Brown showed a new string to her bow by directing two stage productions, Double D at the 1993 Edinburgh Festival, and Malcolm Needs’s play Pin Money (Jermyn Street Theatre, 1996), in which she also starred.

Although she was persuaded to return to EastEnders in 1997, the actor took occasional breaks to appear in the courtroom drama Verdict (1998) and comedy-drama Margery and Gladys. She also received plaudits for her performance as Nannie Slagg in a BBC adaptation of Mervyn Peake’s gothic novel Gormenghast (2000), one critic noting: “It is a tribute to Brown’s ability that she manages to rinse off Dot Cotton as easily as if she were a shampoo bubble under a power shower.”

Brown’s second husband died in 2003. She is survived by five children and six grandchildren.

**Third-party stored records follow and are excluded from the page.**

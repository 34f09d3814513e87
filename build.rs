// build.rs

use clap::CommandFactory;
use clap_mangen::Man;
use std::env;
use std::fs;

// Brings in `Cli` along with its `PathBuf` import
include!("src/cli.rs");

fn main() {
    println!("cargo:rerun-if-changed=build.rs");
    println!("cargo:rerun-if-changed=src/cli.rs");

    // Create man directory
    let out_dir = PathBuf::from(env::var("CARGO_MANIFEST_DIR").unwrap());
    let man_dir = out_dir.join("man");
    fs::create_dir_all(&man_dir).expect("Failed to create man directory");

    // Generate main man page
    let cmd = Cli::command();
    let man = Man::new(cmd);
    let mut buffer = Vec::new();
    man.render(&mut buffer)
        .expect("Failed to render man page");

    let man_path = man_dir.join("pakt.1");
    fs::write(&man_path, buffer).expect("Failed to write man page");
}
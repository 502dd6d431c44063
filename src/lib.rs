//! Zoom-aware point clustering for map rendering.
//!
//! Build a [`ClusterIndex`] once per point set, then ask it for the render
//! primitives (individual points or aggregated clusters) visible in a
//! viewport at any zoom. Every cluster carries a per-vibe breakdown of its
//! members for coloring and labeling.
//!
//! ```rust
//! use vibecluster::{ClusterIndex, GeoPoint, VibeCategory, Viewport};
//!
//! let index = ClusterIndex::new(vec![
//!     GeoPoint::new("cancun", -86.8515, 21.1619, VibeCategory::Beach, ""),
//!     GeoPoint::new("tulum", -87.4654, 20.2114, VibeCategory::Beach, ""),
//!     GeoPoint::new("cdmx", -99.1332, 19.4326, VibeCategory::Cultural, ""),
//! ])?;
//!
//! let world = index.query_viewport(&Viewport::world(0));
//! let total: u32 = world.iter().map(|r| r.count()).sum();
//! assert_eq!(total, 3);
//!
//! if let Some(cluster) = world[0].as_cluster() {
//!     let leaves = index.get_leaves(cluster.handle)?;
//!     assert_eq!(leaves.len() as u32, cluster.count);
//! }
//! # Ok::<(), vibecluster::ClusterError>(())
//! ```

pub mod builder;
pub mod compute;
pub mod error;
pub mod index;
pub mod layer;
mod spatial_index;
pub mod types;

pub use builder::ClusterIndexBuilder;
pub use error::{ClusterError, Result};
pub use index::{ClusterHandle, ClusterIndex, ClusterResult, ClusterSummary};
pub use layer::ClusterLayer;
pub use types::{Config, IndexStats, MAX_ZOOM_LIMIT};

pub use compute::aggregate::{ClusterAggregate, VibeCounts};
pub use compute::size::SizePolicy;
pub use compute::{geojson, validation};

pub use vibecluster_types::category::{UnknownCategory, VibeCategory};
pub use vibecluster_types::point::GeoPoint;
pub use vibecluster_types::viewport::Viewport;

pub use bytes::Bytes;
pub use geo::Rect;

pub const VERSION: &str = env!("CARGO_PKG_VERSION");

/// Common imports
pub mod prelude {

    pub use crate::{ClusterError, ClusterIndex, ClusterIndexBuilder, ClusterLayer, Result};

    pub use crate::{ClusterHandle, ClusterResult, ClusterSummary};

    pub use crate::{GeoPoint, VibeCategory, VibeCounts, Viewport};

    pub use crate::{Config, SizePolicy};

    pub use crate::{geojson, validation};
}
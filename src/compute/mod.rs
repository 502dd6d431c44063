//! Pure computations used by the index: projection, aggregation, sizing,
//! validation, and GeoJSON output.

pub mod aggregate;
pub mod geojson;
pub mod projection;
pub mod size;
pub mod validation;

In 2003, Brown starred in the EastEnders spin-off Dot’s Story, following her soap character on a nostalgic trip to Wales, where she had been evacuated as a child during the Second World War. The actor succeeded in making her screen alter ego such an icon that the Dot Cotton Club, a monthly Cambridge LGBTQ club night, was named after her. In 2013, Brown’s autobiography, Before the Year Dot, was published.

She was made an MBE In 2008 and an OBE in 2021.

Brown finally put out Dot Cotton’s cigarette in February 2020 at the age of 93, having left an indelible mark on British soap opera.